Via de verschillende hoofdstukken is een aantal lagen opeengestapeld om uiteindelijk de
ervaring van de hyperruimtes tastbaar te kunnen maken op een wandeling.
In het eerste deel wordt het fundament gelegd voor de opvatting van het theater als
ruimtekunst. Eerst bekijken we de theaterruimte zelf, de constructie. De kijkdoos
zoals die vandaag veelal voorkomt – al dan niet met het klassieke proscenium - biedt
een aantal premissen voor de creatie van een ‘andere’ ruimte: de theatrale wereld.

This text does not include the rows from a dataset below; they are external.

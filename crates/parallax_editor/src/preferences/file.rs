//! Preferences file save/load operations

use super::EditorPreferences;
use directories::ProjectDirs;
use std::path::{Path, PathBuf};

const PREFERENCES_FILE: &str = "preferences.json";

#[derive(Debug, thiserror::Error)]
pub enum PreferencesError {
    #[error("IO error: {0}")]
    Io(#[from] std::io::Error),
    #[error("Parse error: {0}")]
    Parse(#[from] serde_json::Error),
    #[error("Could not determine config directory")]
    NoConfigDir,
}

impl EditorPreferences {
    /// Get the config directory path for the editor
    pub fn config_dir() -> Option<PathBuf> {
        ProjectDirs::from("com", "parallax", "parallax_editor")
            .map(|dirs| dirs.config_dir().to_path_buf())
    }

    /// Get the preferences file path
    pub fn preferences_path() -> Option<PathBuf> {
        Self::config_dir().map(|dir| dir.join(PREFERENCES_FILE))
    }

    /// Load preferences from the config directory, returning defaults if missing or unreadable
    pub fn load() -> Self {
        let result = Self::preferences_path()
            .ok_or(PreferencesError::NoConfigDir)
            .and_then(|path| Self::load_from(&path));
        match result {
            Ok(prefs) => prefs,
            Err(e) => {
                bevy::log::warn!("Could not load preferences: {}. Using defaults.", e);
                Self::default()
            }
        }
    }

    /// Load preferences from a specific file. A missing file yields defaults.
    pub fn load_from(path: &Path) -> Result<Self, PreferencesError> {
        if !path.exists() {
            return Ok(Self::default());
        }
        let content = std::fs::read_to_string(path)?;
        Ok(serde_json::from_str(&content)?)
    }

    /// Save preferences to the config directory
    pub fn save(&self) -> Result<(), PreferencesError> {
        let path = Self::preferences_path().ok_or(PreferencesError::NoConfigDir)?;
        self.save_to(&path)
    }

    /// Save preferences to a specific file, creating its directory
    pub fn save_to(&self, path: &Path) -> Result<(), PreferencesError> {
        if let Some(dir) = path.parent() {
            std::fs::create_dir_all(dir)?;
        }
        let content = serde_json::to_string_pretty(self)?;
        std::fs::write(path, content)?;

        bevy::log::info!("Saved preferences to {:?}", path);
        Ok(())
    }
}

#[cfg(test)]
mod tests {
    use super::*;

    #[test]
    fn test_save_and_load() {
        let dir = tempfile::tempdir().unwrap();
        let path = dir.path().join("nested").join(PREFERENCES_FILE);

        let mut prefs = EditorPreferences::default();
        prefs.history_limit = 0;
        prefs.last_palette_dir = Some(PathBuf::from("/palettes"));
        prefs.add_recent_tilemap(Path::new("/maps/town.bin"));
        prefs.save_to(&path).unwrap();

        let loaded = EditorPreferences::load_from(&path).unwrap();
        assert_eq!(loaded, prefs);
    }

    #[test]
    fn test_missing_file_gives_defaults() {
        let dir = tempfile::tempdir().unwrap();
        let loaded = EditorPreferences::load_from(&dir.path().join("none.json")).unwrap();
        assert_eq!(loaded, EditorPreferences::default());
    }

    #[test]
    fn test_corrupt_file_is_an_error() {
        let dir = tempfile::tempdir().unwrap();
        let path = dir.path().join(PREFERENCES_FILE);
        std::fs::write(&path, "{ not json").unwrap();
        assert!(matches!(
            EditorPreferences::load_from(&path),
            Err(PreferencesError::Parse(_))
        ));
    }
}
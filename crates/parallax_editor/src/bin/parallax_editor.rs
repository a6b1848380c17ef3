//! Standalone tilemap editor binary
//!
//! Run with: parallax_editor --tilemap <FILE> --palettes <DIR> --primary <PNG> --secondary <PNG>

use bevy::image::{ImageFilterMode, ImageSamplerDescriptor};
use bevy::prelude::*;
use bevy::window::WindowResolution;
use clap::Parser;
use parallax_editor::{EditorPlugin, StartupFiles};
use std::path::PathBuf;

#[derive(Parser)]
#[command(version, about = "Tile map editor for 32x32 palette-indexed maps")]
pub struct Cli {
    #[arg(help = "Tilemap file to open (2048 bytes)", long)]
    tilemap: Option<PathBuf>,

    #[arg(help = "Folder holding 00.pal through 15.pal", long)]
    palettes: Option<PathBuf>,

    #[arg(help = "Primary tileset image (128x256, grayscale)", long)]
    primary: Option<PathBuf>,

    #[arg(help = "Secondary tileset image (128x256, grayscale)", long)]
    secondary: Option<PathBuf>,

    #[arg(help = "Undo steps to keep, 0 for unlimited", long)]
    history_limit: Option<usize>,
}

fn main() {
    let cli = Cli::parse();

    let mut editor = EditorPlugin::new().with_startup_files(StartupFiles {
        tilemap: cli.tilemap,
        palette_dir: cli.palettes,
        primary_tileset: cli.primary,
        secondary_tileset: cli.secondary,
    });
    if let Some(limit) = cli.history_limit {
        editor = editor.with_history_limit(limit);
    }

    App::new()
        .add_plugins(
            DefaultPlugins
                .set(WindowPlugin {
                    primary_window: Some(Window {
                        title: "Parallax Editor".to_string(),
                        resolution: WindowResolution::new(1440, 900),
                        ..default()
                    }),
                    ..default()
                })
                .set(ImagePlugin {
                    // Pixel art: point sampling everywhere
                    default_sampler: ImageSamplerDescriptor {
                        mag_filter: ImageFilterMode::Nearest,
                        min_filter: ImageFilterMode::Nearest,
                        mipmap_filter: ImageFilterMode::Nearest,
                        ..default()
                    },
                }),
        )
        .add_plugins(editor)
        .run();
}
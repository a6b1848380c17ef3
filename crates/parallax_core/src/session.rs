//! Editing session: the live grid, the brush and the undo history
//!
//! A session is created when the editor starts and replaced wholesale when
//! a different tilemap document is opened.

use std::path::{Path, PathBuf};

use crate::history::{Action, ActionStack, DEFAULT_HISTORY_LIMIT};
use crate::{Brush, TileGrid, TilemapError};

/// Snapshot taken when a paint stroke begins
#[derive(Debug, Clone)]
struct Stroke {
    before: TileGrid,
    last_cell: Option<(i32, i32)>,
}

#[derive(Debug)]
pub struct EditorSession {
    pub grid: TileGrid,
    pub brush: Brush,
    pub history: ActionStack,
    path: Option<PathBuf>,
    dirty: bool,
    stroke: Option<Stroke>,
}

impl Default for EditorSession {
    fn default() -> Self {
        Self::new(DEFAULT_HISTORY_LIMIT)
    }
}

impl EditorSession {
    /// Empty session. `history_limit` of zero keeps unbounded history.
    pub fn new(history_limit: usize) -> Self {
        Self {
            grid: TileGrid::default(),
            brush: Brush::default(),
            history: ActionStack::bounded(history_limit),
            path: None,
            dirty: false,
            stroke: None,
        }
    }

    /// File the current grid was loaded from or last saved to
    pub fn path(&self) -> Option<&Path> {
        self.path.as_deref()
    }

    pub fn is_dirty(&self) -> bool {
        self.dirty
    }

    /// Display name for title bars
    pub fn name(&self) -> String {
        self.path
            .as_ref()
            .and_then(|p| p.file_name())
            .map(|n| n.to_string_lossy().to_string())
            .unwrap_or_else(|| "Untitled".to_string())
    }

    /// Replace the grid with a new document. History referring to the old grid is dropped.
    pub fn replace_grid(&mut self, grid: TileGrid, path: Option<PathBuf>) {
        self.grid = grid;
        self.path = path;
        self.dirty = false;
        self.stroke = None;
        self.history.clear();
    }

    /// Load a tilemap file. On failure the session is left untouched.
    pub fn open_tilemap(&mut self, path: &Path) -> Result<(), TilemapError> {
        let grid = TileGrid::load(path)?;
        self.replace_grid(grid, Some(path.to_path_buf()));
        Ok(())
    }

    /// Load a tilemap from an in-memory file image
    pub fn load_tilemap_bytes(&mut self, bytes: &[u8]) -> Result<(), TilemapError> {
        let grid = TileGrid::from_le_bytes(bytes)?;
        self.replace_grid(grid, None);
        Ok(())
    }

    /// Write the grid to `path` and remember it as the document path
    pub fn save_tilemap(&mut self, path: &Path) -> Result<(), TilemapError> {
        self.grid.save(path)?;
        self.path = Some(path.to_path_buf());
        self.dirty = false;
        Ok(())
    }

    pub fn is_painting(&self) -> bool {
        self.stroke.is_some()
    }

    /// Mouse-down on the map: remember the grid as it is now
    pub fn begin_stroke(&mut self) {
        if self.stroke.is_none() {
            self.stroke = Some(Stroke {
                before: self.grid.clone(),
                last_cell: None,
            });
        }
    }

    /// Stamp the brush at `(x, y)`. Repeats of the previous cell within a stroke are ignored.
    /// Starts a stroke if none is active. Returns `true` if the grid changed.
    pub fn paint_at(&mut self, x: i32, y: i32) -> bool {
        self.begin_stroke();
        let Some(stroke) = self.stroke.as_mut() else {
            return false;
        };
        if stroke.last_cell == Some((x, y)) {
            return false;
        }
        stroke.last_cell = Some((x, y));
        self.brush.apply_at(&mut self.grid, x, y)
    }

    /// Mouse-up: record the whole stroke as one action if it changed anything.
    /// A committed stroke invalidates the redo history.
    pub fn end_stroke(&mut self) -> bool {
        let Some(stroke) = self.stroke.take() else {
            return false;
        };
        let action = Action::new(stroke.before, self.grid.clone());
        if action.is_noop() {
            return false;
        }
        self.history.push_undo(action);
        self.history.discard_redo();
        self.dirty = true;
        true
    }

    pub fn can_undo(&self) -> bool {
        self.history.can_undo()
    }

    pub fn can_redo(&self) -> bool {
        self.history.can_redo()
    }

    /// Undo the most recent stroke; a stroke still in progress is committed first
    pub fn undo(&mut self) -> bool {
        self.end_stroke();
        let changed = self.history.undo(&mut self.grid);
        self.dirty |= changed;
        changed
    }

    pub fn redo(&mut self) -> bool {
        self.end_stroke();
        let changed = self.history.redo(&mut self.grid);
        self.dirty |= changed;
        changed
    }

    /// Eyedropper: make the map cell at `(x, y)` the brush
    pub fn pick_from_map(&mut self, x: i32, y: i32) -> bool {
        match self.grid.get(x, y) {
            Some(cell) => {
                self.brush.pick_cell(cell);
                true
            }
            None => false,
        }
    }
}

#[cfg(test)]
mod tests {
    use super::*;
    use crate::{BrushSource, TileCell};

    fn tile_brush(index: usize) -> Brush {
        let mut brush = Brush::default();
        brush.begin_drag(index, BrushSource::Tileset);
        brush.end_drag(&TileGrid::default());
        brush
    }

    #[test]
    fn test_drag_stroke_is_one_action() {
        let mut session = EditorSession::default();
        session.brush = tile_brush(5);

        session.begin_stroke();
        for x in 0..10 {
            session.paint_at(x, 3);
        }
        assert!(session.end_stroke());

        assert_eq!(session.history.undo_len(), 1);
        assert!(session.is_dirty());
        session.undo();
        assert_eq!(session.grid, TileGrid::default());
    }

    #[test]
    fn test_noop_stroke_records_nothing() {
        let mut session = EditorSession::default();
        session.begin_stroke();
        session.paint_at(0, 0);
        assert!(!session.end_stroke());
        assert!(!session.can_undo());
        assert!(!session.is_dirty());
    }

    #[test]
    fn test_repeat_cell_is_skipped_within_stroke() {
        let mut session = EditorSession::default();
        session.brush = tile_brush(9);
        assert!(session.paint_at(4, 4));
        session.grid.set(4, 4, TileCell::EMPTY);
        assert!(!session.paint_at(4, 4));
        assert!(session.paint_at(5, 4));
        session.end_stroke();
    }

    #[test]
    fn test_fresh_stroke_invalidates_redo() {
        let mut session = EditorSession::default();
        session.brush = tile_brush(1);
        session.paint_at(0, 0);
        session.end_stroke();
        session.undo();
        assert!(session.can_redo());

        session.brush = tile_brush(2);
        session.paint_at(1, 1);
        session.end_stroke();

        assert!(!session.can_redo());
        assert!(!session.redo());
        assert_eq!(session.grid.get(0, 0), Some(TileCell::EMPTY));
    }

    #[test]
    fn test_undo_commits_open_stroke() {
        let mut session = EditorSession::default();
        session.brush = tile_brush(3);
        session.paint_at(2, 2);
        assert!(session.undo());
        assert!(!session.is_painting());
        assert_eq!(session.grid.get(2, 2), Some(TileCell::EMPTY));
        assert!(session.can_redo());
    }

    #[test]
    fn test_load_clears_history() {
        let mut session = EditorSession::default();
        session.brush = tile_brush(3);
        session.paint_at(0, 0);
        session.end_stroke();
        assert!(session.can_undo());

        let mut bytes = vec![0u8; crate::grid::TILEMAP_FILE_SIZE];
        bytes[0] = 0x2A;
        session.load_tilemap_bytes(&bytes).unwrap();

        assert!(!session.can_undo());
        assert!(!session.can_redo());
        assert!(!session.is_dirty());
        assert_eq!(session.grid.get(0, 0), Some(TileCell::from_bits(0x2A)));
    }

    #[test]
    fn test_failed_load_keeps_state() {
        let mut session = EditorSession::default();
        session.brush = tile_brush(3);
        session.paint_at(0, 0);
        session.end_stroke();
        let before = session.grid.clone();

        assert!(session.load_tilemap_bytes(&[1, 2, 3]).is_err());
        assert_eq!(session.grid, before);
        assert!(session.can_undo());
    }

    #[test]
    fn test_save_and_reopen() {
        let dir = tempfile::tempdir().unwrap();
        let path = dir.path().join("level.bin");

        let mut session = EditorSession::default();
        session.brush = tile_brush(77);
        session.paint_at(8, 8);
        session.end_stroke();
        session.save_tilemap(&path).unwrap();
        assert!(!session.is_dirty());
        assert_eq!(session.name(), "level.bin");

        let mut reopened = EditorSession::default();
        reopened.open_tilemap(&path).unwrap();
        assert_eq!(reopened.grid, session.grid);
        assert_eq!(reopened.path(), Some(path.as_path()));
    }

    #[test]
    fn test_pick_from_map() {
        let mut session = EditorSession::default();
        session.grid.set(3, 4, TileCell::new(12, true, false, 7));
        assert!(session.pick_from_map(3, 4));
        assert_eq!(session.brush.selection(), &[TileCell::new(12, true, false, 7)]);
        assert_eq!(session.brush.palette(), 7);
        assert!(!session.pick_from_map(40, 0));
    }

    #[test]
    fn test_picked_tile_paints_with_current_controls() {
        let mut session = EditorSession::default();
        session.grid.set(3, 4, TileCell::new(12, false, false, 7));
        assert!(session.pick_from_map(3, 4));

        session.brush.set_xflip(true);
        session.brush.set_palette(2);
        session.begin_stroke();
        assert!(session.paint_at(10, 10));
        session.end_stroke();

        assert_eq!(session.grid.get(10, 10), Some(TileCell::new(12, true, false, 2)));
    }
}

De creatie van de theatrale wereld is verder afhankelijk van de invalshoek van de
makers. In het hoofdstuk over de scenografie schuiven we de conceptie van de
ruimte naar voor als theatrale basis. We stellen hier dat de verschuiving van decor
naar scenografie cruciaal is voor de verzelfstandiging van de theaterruimte in het
totaalkunstwerk dat een voorstelling is.
Voor een eerste idee over de perceptie van een ruimtelijke voorstelling geeft het
hoofdstuk over installatiekunst een opstapje. Daarin stellen we dat de betekenis is
gesitueerd in de spanningsvelden tussen de elementen op scène. Dit hoofdstuk plaatst
de constellatie van objecten centraal om dit te verkrijgen.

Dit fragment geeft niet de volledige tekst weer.